However, the school often encounters these forms of behavior, and, without a family, there is no chance that this pedagogical challenge will be resolved in the best possible way.

3. The Influence of Parents on Behavior Development

The basic idea is that behavior “must be learned”, acquired in “life context”, by establishing psychological mechanisms of autonomy and self-control, in the earliest childhood, which rarely appears in the family. Outside the “space of intuitive pedagogy”, little is believed in the child’s authentic freedom, although the growth and development of the child inevitably becomes increasingly independent of the family. Contrary to this idea, both in the family and in school, “coercion” is applied to acceptable behavior, which necessarily involves certain sanctions, if a certain “housekeeping” is violated, or an unwritten code of conduct in relations between children and the elderly, or the children “are left alone”. According to William Glasser and Carleen Glasser (2007) [7], within the family, the most important assumption is a quality “marriage relationship, by itself” as a source of happiness and understanding, without which there is no healthy family or a successful child upbringing.

According to the survey of parents in this study, the empirical data on behavior development indicate the connection and the impact of independent variables: half the child, age, number of children in the family, birth order, family members living with parents and children, development of behavior and choice of parental procedures in the light of these socio-demographic characteristics of the family. According to Pero Spasojević et al. (2017) [1], to test and demonstrate connectivity, χ2 test was used, crossing independent variables and methods used by parents. For some variables, some categories are merged as an integral dependent variable in order to test statistical significance. Statistically significant results that follow in the text below will be tabulated.

The central concept of research is the construction of rules of behavior in the educational process, which, by its very nature, is not the exclusive right of the institution from which the family excludes. On the contrary, there is no successful upbringing in institutions without family, because they are natural allies and the optimum expectation for successful education and education, “healthy growth”, are in their constant unity and exchange. Otherwise, both are exposed to numerous risks that go unnoticed and, thus, bring many difficulties in developing children with whom they cannot make their own choices. According to Pero Spasojević (2003) [8], today, there is a strong emphasis on the need to “prepare children for school”, although, based on the basic meaning of school existence, a far more justified theory would be “to adapt school and prepare for the child”, and that the environment is one of the crucial factors in the effects of upbringing, but also school achievements, it is understood, within the framework of quality partnerships with the family.

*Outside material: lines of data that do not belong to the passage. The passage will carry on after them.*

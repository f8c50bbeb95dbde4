//! 运行时错误.

use std::path::PathBuf;

use ndarray_linalg::error::LinalgError;
use ndarray_npy::{ReadNpyError, WriteNpyError};
use thiserror::Error;

use crate::volume::VolumeError;

/// 重建流水线的运行时错误.
///
/// 所有错误都是致命的: 流水线不做重试, 也不认为部分输出有效.
#[derive(Debug, Error)]
pub enum FlexError {
    /// 必需的输入文件不存在.
    #[error("missing input file `{}`", .0.display())]
    MissingInput(PathBuf),

    /// 底层 I/O 错误.
    #[error("I/O error on `{}`: {source}", path.display())]
    Io {
        /// 出错的路径.
        path: PathBuf,
        /// 原始错误.
        #[source]
        source: std::io::Error,
    },

    /// 体数据读写错误.
    #[error(transparent)]
    Volume(#[from] VolumeError),

    /// 文本矩阵等文本文件解析错误. `line` 从 1 开始.
    #[error("parse error in `{}` line {line}: {message}", path.display())]
    Parse {
        /// 出错的文件.
        path: PathBuf,
        /// 行号.
        line: usize,
        /// 描述.
        message: String,
    },

    /// 形状不一致, 属于配置错误.
    #[error("shape mismatch for {what}: expected {expected}, found {found}")]
    ShapeMismatch {
        /// 不一致的对象.
        what: &'static str,
        /// 期望值.
        expected: String,
        /// 实际值.
        found: String,
    },

    /// 非法输入参数.
    #[error("invalid input: {0}")]
    InvalidInput(String),

    /// 线性代数后端错误.
    #[error("linear algebra error: {0}")]
    Linalg(#[from] LinalgError),

    /// 读取 npy 缓存错误.
    #[error("failed to read npy cache: {0}")]
    ReadNpy(#[from] ReadNpyError),

    /// 写入 npy 缓存错误.
    #[error("failed to write npy cache: {0}")]
    WriteNpy(#[from] WriteNpyError),

    /// JSON 序列化错误.
    #[error("json error: {0}")]
    Json(#[from] serde_json::Error),

    /// 预览图写出错误.
    #[error("preview image error: {0}")]
    Preview(#[from] image::ImageError),

    /// 外部查看器启动或运行失败.
    #[error("viewer error: {0}")]
    Viewer(String),
}

impl FlexError {
    /// 将 `std::io::Error` 与路径绑定. 文件不存在时转换为 [`FlexError::MissingInput`].
    pub fn io(path: impl Into<PathBuf>, source: std::io::Error) -> Self {
        let path = path.into();
        if source.kind() == std::io::ErrorKind::NotFound {
            Self::MissingInput(path)
        } else {
            Self::Io { path, source }
        }
    }

    /// 构造形状不一致错误.
    pub fn shape(what: &'static str, expected: impl ToString, found: impl ToString) -> Self {
        Self::ShapeMismatch {
            what,
            expected: expected.to_string(),
            found: found.to_string(),
        }
    }
}

/// 重建流水线运行时结果.
pub type FlexResult<T> = Result<T, FlexError>;
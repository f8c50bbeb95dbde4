//! 体数据的快速预览图.

use std::path::Path;

use image::ImageResult;

use super::{Volume, VoxelGrid};

/// 表明一个可以保存为 **可视化友好** 预览图的体数据对象.
///
/// 预览图是中心 z 切片的 8-bit 灰度图, 按切片自身的最小值/最大值线性拉伸,
/// 仅用于人工检查动画帧, 不能作为数据交换格式.
pub trait ImgWritePreview {
    /// 将中心切片的预览图保存到 `path` 路径.
    fn save_preview<P: AsRef<Path>>(&self, path: P) -> ImageResult<()>;
}

/// 将 `v` 从 `[lo, hi]` 线性映射到 `[0, 255]`. 常数切片映射为黑色.
#[inline]
pub(crate) fn stretch(v: f32, lo: f32, hi: f32) -> u8 {
    if !v.is_finite() || hi <= lo {
        return u8::MIN;
    }
    // 255, not 256.
    ((v.clamp(lo, hi) - lo) / (hi - lo) * 255.0).round() as u8
}

impl ImgWritePreview for Volume {
    fn save_preview<P: AsRef<Path>>(&self, path: P) -> ImageResult<()> {
        let (z, height, width) = self.grid();
        let sli = self.slice_at(z / 2);
        let (lo, hi) = sli
            .iter()
            .copied()
            .filter(|v| v.is_finite())
            .fold((f32::MAX, f32::MIN), |(lo, hi), v| (lo.min(v), hi.max(v)));

        let mut buf = image::GrayImage::new(width as u32, height as u32);
        for ((h, w), &v) in sli.indexed_iter() {
            buf.put_pixel(w as u32, h as u32, image::Luma([stretch(v, lo, hi)]));
        }
        buf.save(path)
    }
}
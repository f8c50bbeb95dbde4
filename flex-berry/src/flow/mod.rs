//! 光流场与光流矩阵 (flow bank).
//!
//! 光流矩阵的每一行是一个样本的三通道光流场在参考体数据网格上展平后的向量,
//! 形状为 `[N, 3 * Z * Y * X]`.

use ndarray::{s, Array2, Array4, ArrayView2, Axis};

use crate::consts::FlowAxis;
use crate::error::{FlexError, FlexResult};
use crate::volume::{Volume, VoxelGrid};
use crate::Idx3d;

pub mod cache;

pub use cache::{CacheKey, CachePolicy, FlowCache, PinvSource, ResolvedPinv};

/// 一个样本的三通道光流场. 三个分量共享同一网格.
#[derive(Debug, Clone)]
pub struct FlowField {
    stacked: Array4<f32>,
}

impl VoxelGrid for FlowField {
    #[inline]
    fn grid(&self) -> Idx3d {
        let (_, z, y, x) = self.stacked.dim();
        (z, y, x)
    }
}

impl FlowField {
    /// 由 x/y/z 三个分量体数据堆叠. 三者网格不一致时返回 [`FlexError::ShapeMismatch`].
    pub fn from_components(x: &Volume, y: &Volume, z: &Volume) -> FlexResult<Self> {
        let grid = x.grid();
        for (axis, v) in [(FlowAxis::Y, y), (FlowAxis::Z, z)] {
            if v.grid() != grid {
                return Err(FlexError::shape(
                    flow_component_name(axis),
                    format!("{grid:?}"),
                    format!("{:?}", v.grid()),
                ));
            }
        }

        let (gz, gy, gx) = grid;
        let mut stacked = Array4::<f32>::zeros((3, gz, gy, gx));
        for (axis, v) in [(FlowAxis::X, x), (FlowAxis::Y, y), (FlowAxis::Z, z)] {
            stacked
                .index_axis_mut(Axis(0), axis.channel())
                .assign(&v.data());
        }
        Ok(Self { stacked })
    }

    /// 由 `[3, Z, Y, X]` 数组直接创建.
    pub fn from_stacked(stacked: Array4<f32>) -> FlexResult<Self> {
        if stacked.len_of(Axis(0)) != 3 {
            return Err(FlexError::shape(
                "flow channels",
                3,
                stacked.len_of(Axis(0)),
            ));
        }
        let stacked = if stacked.is_standard_layout() {
            stacked
        } else {
            stacked.as_standard_layout().into_owned()
        };
        Ok(Self { stacked })
    }

    /// 由展平向量按 `grid` 还原.
    pub fn from_flat(flat: Vec<f32>, (z, y, x): Idx3d) -> FlexResult<Self> {
        let expected = 3 * z * y * x;
        if flat.len() != expected {
            return Err(FlexError::shape("flattened flow", expected, flat.len()));
        }
        let stacked = Array4::from_shape_vec((3, z, y, x), flat)
            .map_err(|e| FlexError::InvalidInput(e.to_string()))?;
        Ok(Self { stacked })
    }

    /// `[3, Z, Y, X]` 视图.
    #[inline]
    pub fn stacked(&self) -> ndarray::ArrayView4<'_, f32> {
        self.stacked.view()
    }

    /// 按行优先顺序迭代展平后的值.
    #[inline]
    pub fn flat_iter(&self) -> impl ExactSizeIterator<Item = &f32> {
        self.stacked.iter()
    }
}

#[inline]
fn flow_component_name(axis: FlowAxis) -> &'static str {
    match axis {
        FlowAxis::X => "flow x component",
        FlowAxis::Y => "flow y component",
        FlowAxis::Z => "flow z component",
    }
}

/// 按样本索引加载光流场的能力.
///
/// 索引从 1 开始, 与上游光流提取步骤的文件编号一致.
pub trait FlowFieldLoader {
    /// 加载第 `index` 个样本的光流场. 任一分量缺失都应返回错误.
    fn load(&mut self, index: u32) -> FlexResult<FlowField>;
}

impl<F> FlowFieldLoader for F
where
    F: FnMut(u32) -> FlexResult<FlowField>,
{
    #[inline]
    fn load(&mut self, index: u32) -> FlexResult<FlowField> {
        self(index)
    }
}

/// 光流矩阵. 行数等于样本数, 列数等于 `3 * Z * Y * X`.
#[derive(Debug, Clone)]
pub struct FlowBank {
    matrix: Array2<f64>,
    grid: Idx3d,
}

impl VoxelGrid for FlowBank {
    #[inline]
    fn grid(&self) -> Idx3d {
        self.grid
    }
}

impl FlowBank {
    /// 依次加载样本 `1..=sample_count` 的光流场并组装光流矩阵.
    ///
    /// 所有样本必须与第一个样本的网格一致. 任一样本加载失败则整体失败,
    /// 不会返回只覆盖部分样本的矩阵.
    pub fn build<L: FlowFieldLoader + ?Sized>(sample_count: u32, loader: &mut L) -> FlexResult<Self> {
        if sample_count == 0 {
            return Err(FlexError::InvalidInput(
                "flow bank needs at least one sample".to_string(),
            ));
        }

        let first = loader.load(1)?;
        let grid = first.grid();
        let cols = first.flow_len();
        let mut matrix = Array2::<f64>::zeros((sample_count as usize, cols));
        fill_row(&mut matrix, 0, &first);
        drop(first);

        for index in 2..=sample_count {
            let flow = loader.load(index)?;
            if flow.grid() != grid {
                return Err(FlexError::shape(
                    "flow field grid",
                    format!("{grid:?}"),
                    format!("{:?} (sample {index})", flow.grid()),
                ));
            }
            fill_row(&mut matrix, index as usize - 1, &flow);
            log::debug!("flow bank: loaded sample {index}/{sample_count}");
        }

        log::info!(
            "flow bank built: {} samples x {} values (grid {:?})",
            sample_count,
            cols,
            grid
        );
        Ok(Self { matrix, grid })
    }

    /// 由已有矩阵 (如缓存) 和网格创建. 列数必须等于 `3 * Z * Y * X`.
    pub fn from_matrix(matrix: Array2<f64>, grid: Idx3d) -> FlexResult<Self> {
        let (z, y, x) = grid;
        let expected = 3 * z * y * x;
        if matrix.ncols() != expected {
            return Err(FlexError::shape("flow bank columns", expected, matrix.ncols()));
        }
        Ok(Self { matrix, grid })
    }

    /// 样本数.
    #[inline]
    pub fn sample_count(&self) -> usize {
        self.matrix.nrows()
    }

    /// 矩阵视图.
    #[inline]
    pub fn matrix(&self) -> ArrayView2<'_, f64> {
        self.matrix.view()
    }
}

#[inline]
fn fill_row(matrix: &mut Array2<f64>, row: usize, flow: &FlowField) {
    matrix
        .slice_mut(s![row, ..])
        .iter_mut()
        .zip(flow.flat_iter())
        .for_each(|(dst, &v)| *dst = v as f64);
}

Respondents-parents during this study indicate that most of them understand the need to form clear rules (based on the principle of agreement and volunteering) and their consistent implementation. In addition, parents are aware of the importance of having rules in the educational process and do not call into question their application. However, the other results unambiguously show that the problem of consistency in attitudes in the “life context” is more pronounced, as many parents ignore the problem of persistence in implementing the rules. According to Sanja Opsenica (2012) [9], all this indicates that parents are in a split between what they should and how they are. The rules exist, but they are obviously selectively applied, resulting in the most dominant and inconsistent parenting style in education, with spoiled children who “educate their parents” instead of them. This only points to the marked need to introduce institutional support and help a wider social environment in teaching parents about upbringing. For successful parenting, besides the model of experience, which is most often chosen and mimicked by young parents, direct advisory support is needed, a systematic impact on the competencies of parents to influence the development of children in the most sensitive developmental age. The “School of Parenthood”, for the sake of far-reaching benefits for social development, could and should be a priority problem of social development. Otherwise, the question of education is questioned as the basis of every social development and prosperity. In fact, it is hypocritical that one activity is “recognized” as a duty of special social interest, and at the same time, to observe the disastrous effects of the environment as a factor of action on development.

4. Research Results and Discussion

Our experiences are very skyscraper in relation to this activity of the society, since families are most often left to themselves or, at best, they are the subject of the work of the public welfare service, which individuals turn to only in the event of disrupted family relationships, or are insufficiently materialized. The problem of parents’ help to achieve responsible parenting is multifaceted, because what is missed during its development in early childhood later becomes a much more difficult and “expensive” problem. Therefore, parents’ counseling on procedures during adolescence is developmentally more resourceful and should be looked at in a well thought out and far more efficient way as an urgent problem of institutions.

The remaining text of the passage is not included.